▶ _Requirement_:
Below are entries; copy exactly the lines from the one with "reversal_amount, idempotency_key, occurred_at, created_at" through the one with "share_count, created_at, confirmed_at", both included, and leave out the rest.

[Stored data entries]
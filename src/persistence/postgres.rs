//! PostgreSQL implementation of the settlement store.
//!
//! All multi-row mutations run inside a single transaction; batch
//! operations lock the rows they are about to mutate with `FOR UPDATE` so
//! concurrent claims and confirmations serialize instead of interleaving.
//! The unique indexes on idempotency key and `(original_event_id,
//! event_type)` backstop the service-level duplicate checks under races.

use std::time::Duration;

use async_trait::async_trait;
use chrono::{DateTime, Utc};
use sqlx::postgres::PgPoolOptions;
use sqlx::{PgPool, Row};
use uuid::Uuid;

use super::SettlementStore;
use super::models::{BatchRow, CreatorShareRow, EventRow, HistoryRow};
use crate::config::EngineConfig;
use crate::domain::{
    BatchDetail, BatchId, BatchStatus, CreatorHistoryEntry, CreatorId, CreatorShare,
    CreatorSummary, EventId, EventType, GrowthShare, PayoutBatch, PayoutStats, ReferrerSummary,
    ReleaseOutcome, RiskLedgerEntry, SettlementEvent, ShareId, ShareStatus,
};
use crate::error::SettlementError;

const SELECT_EVENT: &str = "SELECT event_id, event_type, gross_amount, coupon_amount, \
     paid_amount, pg_fee, net_cash, anchor_amount, remix_chain, referrer_id, \
     creator_root_id, template_id, artifact_id, buyer_user_id, original_event_id, \
     reversal_amount, idempotency_key, occurred_at, created_at FROM settlement_events";

const SELECT_BATCH: &str = "SELECT batch_id, batch_date, status, total_amount, \
     share_count, created_at, confirmed_at FROM payout_batches";

/// PostgreSQL-backed settlement store using `sqlx::PgPool`.
#[derive(Debug, Clone)]
pub struct PostgresStore {
    pool: PgPool,
}

impl PostgresStore {
    /// Creates a store over an existing connection pool.
    #[must_use]
    pub fn new(pool: PgPool) -> Self {
        Self { pool }
    }

    /// Connects a pool per the engine configuration and runs pending
    /// migrations.
    ///
    /// # Errors
    ///
    /// Returns [`SettlementError::ServiceUnavailable`] when the database
    /// cannot be reached, or [`SettlementError::PersistenceError`] when a
    /// migration fails.
    pub async fn connect(config: &EngineConfig) -> Result<Self, SettlementError> {
        let pool = PgPoolOptions::new()
            .max_connections(config.database_max_connections)
            .min_connections(config.database_min_connections)
            .acquire_timeout(Duration::from_secs(config.database_connect_timeout_secs))
            .connect(&config.database_url)
            .await
            .map_err(|e| {
                SettlementError::ServiceUnavailable(format!("database connect failed: {e}"))
            })?;

        sqlx::migrate!()
            .run(&pool)
            .await
            .map_err(|e| SettlementError::PersistenceError(format!("migration failed: {e}")))?;

        Ok(Self::new(pool))
    }

    /// Maps the event-insert unique violations onto the duplicate errors.
    fn map_event_insert_err(event: &SettlementEvent, e: sqlx::Error) -> SettlementError {
        if let sqlx::Error::Database(db) = &e {
            if db.code().as_deref() == Some("23505") {
                let constraint = db.constraint().unwrap_or_default();
                if constraint.contains("reversal") {
                    return SettlementError::DuplicateReversal {
                        original_event_id: event
                            .original_event_id
                            .map(Uuid::from)
                            .unwrap_or_default(),
                        event_type: event.event_type.as_str().to_string(),
                    };
                }
                if constraint.contains("idempotency") {
                    return SettlementError::InvalidRequest(
                        "idempotency key already recorded".to_string(),
                    );
                }
            }
        }
        SettlementError::PersistenceError(e.to_string())
    }
}
use crate::calc::{RateCard, calculate, calculate_reversal};
use crate::config::Toggles;
use crate::domain::{
    Allocation, BatchDetail, BatchId, BatchStatus, CalcInput, CreatorHistoryEntry, CreatorId,
    CreatorShare, CreatorSummary, EventId, EventType, GrowthBucket, GrowthShare,
    NewSettlementEvent, PayoutBatch, PayoutStats, ReferrerSummary, ReleaseOutcome,
    RiskLedgerEntry, SettlementEvent, ShareChannel, ShareStatus,
};
use crate::error::SettlementError;
use crate::persistence::SettlementStore;

/// Result of ingesting a settlement event.
#[derive(Debug, Clone)]
pub struct IngestOutcome {
    /// The stored (or replayed) event with its derived amounts.
    pub event: SettlementEvent,
    /// The allocation computed for the event.
    pub allocation: Allocation,
    /// True when an idempotency key matched a previously stored event and
    /// nothing new was persisted.
    pub replayed: bool,
}

/// Orchestration layer for settlement operations.
///
/// Stateless coordinator over the store seam: reads pass straight
/// through, mutations follow validate → calculate → check → persist.
#[derive(Debug, Clone)]
pub struct SettlementService {
    store: Arc<dyn SettlementStore>,
    rates: RateCard,
    hold_days: i64,
}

▶ _Finished exercise_:
     reversal_amount, idempotency_key, occurred_at, created_at FROM settlement_events";

const SELECT_BATCH: &str = "SELECT batch_id, batch_date, status, total_amount, \
     share_count, created_at, confirmed_at FROM payout_batches";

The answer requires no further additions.